Wednesday, October 15, 2014

City Procedure



I love procedures. I need them. I like to look at a list and see the next thing I need to do. Do it enough, and it's internalized.

I've got dungeons. I know exactly how to run them, as does practically everyone else. 

I've more recently acquired hexcrawl competence, and now I want to expand that to settlements (not that lacking that competence stopped me from muddling my way through a city campaign). 

So here is a first stab at a city procedure, together with a sketch of a city to be passed through in Hoard of the Dragon Queen. There's not enough there to use for a whole campaign, but cities in HDQ are just meant to be stopped in briefly. 

The elements of the city (look, encounters, taverns, etc) have generative procedures, but I'm not going into that now. What I'm trying to hammer out here is the procedure for actually linking up the elements of the city into a smooth, gameable thing. 

You know how it's no sweat to run a dungeon, and you're not fumbling for what to do next?

The idea is to reproduce that in the city. 

CITY PROCEDURE
    1. Begin turn. 
    2. Ask the players what they want to do, and tell them options if they don't have something in mind. 
      1. Tavern: here they can find rumors, bards, and rest. 
      2. Shop: shopping. 
      3. Contact: if they know of someone or a group (like a faction of which they're a member), let them know that they can get in touch with a bit of asking around
      4. Explore: if you have points of interest or random encounter tables, you can present this as an option. 
      5. Special: any special features of the district that are obvious, like if you've made a coliseum where they can participate in gladiatorial matches for cash. 
      6. Objective: anything else they want to do falls under this category. 
    3. Once they've told you what they want to do, check for random encounters, if you're going to. 
    4. Determine the turn length. This is how long it takes to get something done (like getting rumors from a tavern), and it's the schedule random encounters are checked on. 6 hours is fine, but scale up or down as feels right, from hours or minutes to months. 
    5. If a random encounter is indicated, interrupt their action with it and resolve it. 
    6. If they wish to change their action because of the encounter, accommodate it. 
    7. If the action involves entering a new district (including the first time they enter a city), narrate a transition. 
      1. If it's a boring village or district, or a place you don't intend to be a play hub, then it's either "average village", or "unremarkable district"
      2. If it's not boring, take a moment to think about what makes it unique and describe one or two of those things (pink gulls, towering walls, skull-lined gates) and how the people look, if interesting (pirates, metal, bird costumes)
      3. If it's not boring, do an encounter as part of the transition from wilderness/district to district. This is part of its intro cutscene, so to speak. Examples: a rowdy duel between outlandish personalities, a market where all are masked and selling items hidden beneath velvet drapes, mounted bullfighting.

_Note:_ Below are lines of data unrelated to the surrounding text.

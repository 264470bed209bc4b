//! 交互式命令行
//!
//! 命令解析与执行、Tab 补全、结果打印

pub mod commands;
pub mod completer;
pub mod printer;

pub use commands::{Command, CommandResult, ConsoleGraph, Session, SharedGraph};
pub use completer::CommandCompleter;
pub use printer::{PrintMode, Printer};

    8. If they would encounter a special feature of the area (you've found the blue palace!), handle it as a random encounter. 
    9. Cut to the interesting part of  their chosen action and resolve it. 
    10. End of turn. 

    Baldur's Gate
    • People are aggressively insecure
    • Cracked wood white sails, salt and trade, casual violence
    • Pirate haven, founded by pirates, rum in everything, argh me mateys

    The Sugar (rowdy market on harbor)
    •  mostly sellers of sugar from all over, in all colors, for consumption and display
    • +1% XP to next level if you become enthralled with a piece of sugar jewelry and simply must have and wear it (1d20 gp, random color and shape)
    • Kurtz (desperate female Clint Eastwood, wants to buy a stilt-house and sell jewelry, ah, that's the life), sugar merchant (specialty: magenta, with chartreuse particles in the crystals, from an island called The Croaks where giant frogs grow legs on their backs and are essentially reversible), extorted by cult; you see two thugs demanding money and threatening her, then leaving. She'll tell you about them and will try to kill them if you don't. She'll succeed 50/50. She'll team up and join party if prospects for cash look better.
    • Broadsides: buy a share in a cheaply made boat rigged with cannons. Make it a QTE game or push your luck game with death saves. Generate a captain; or, if you're trained, you can captain your own and get double the payout.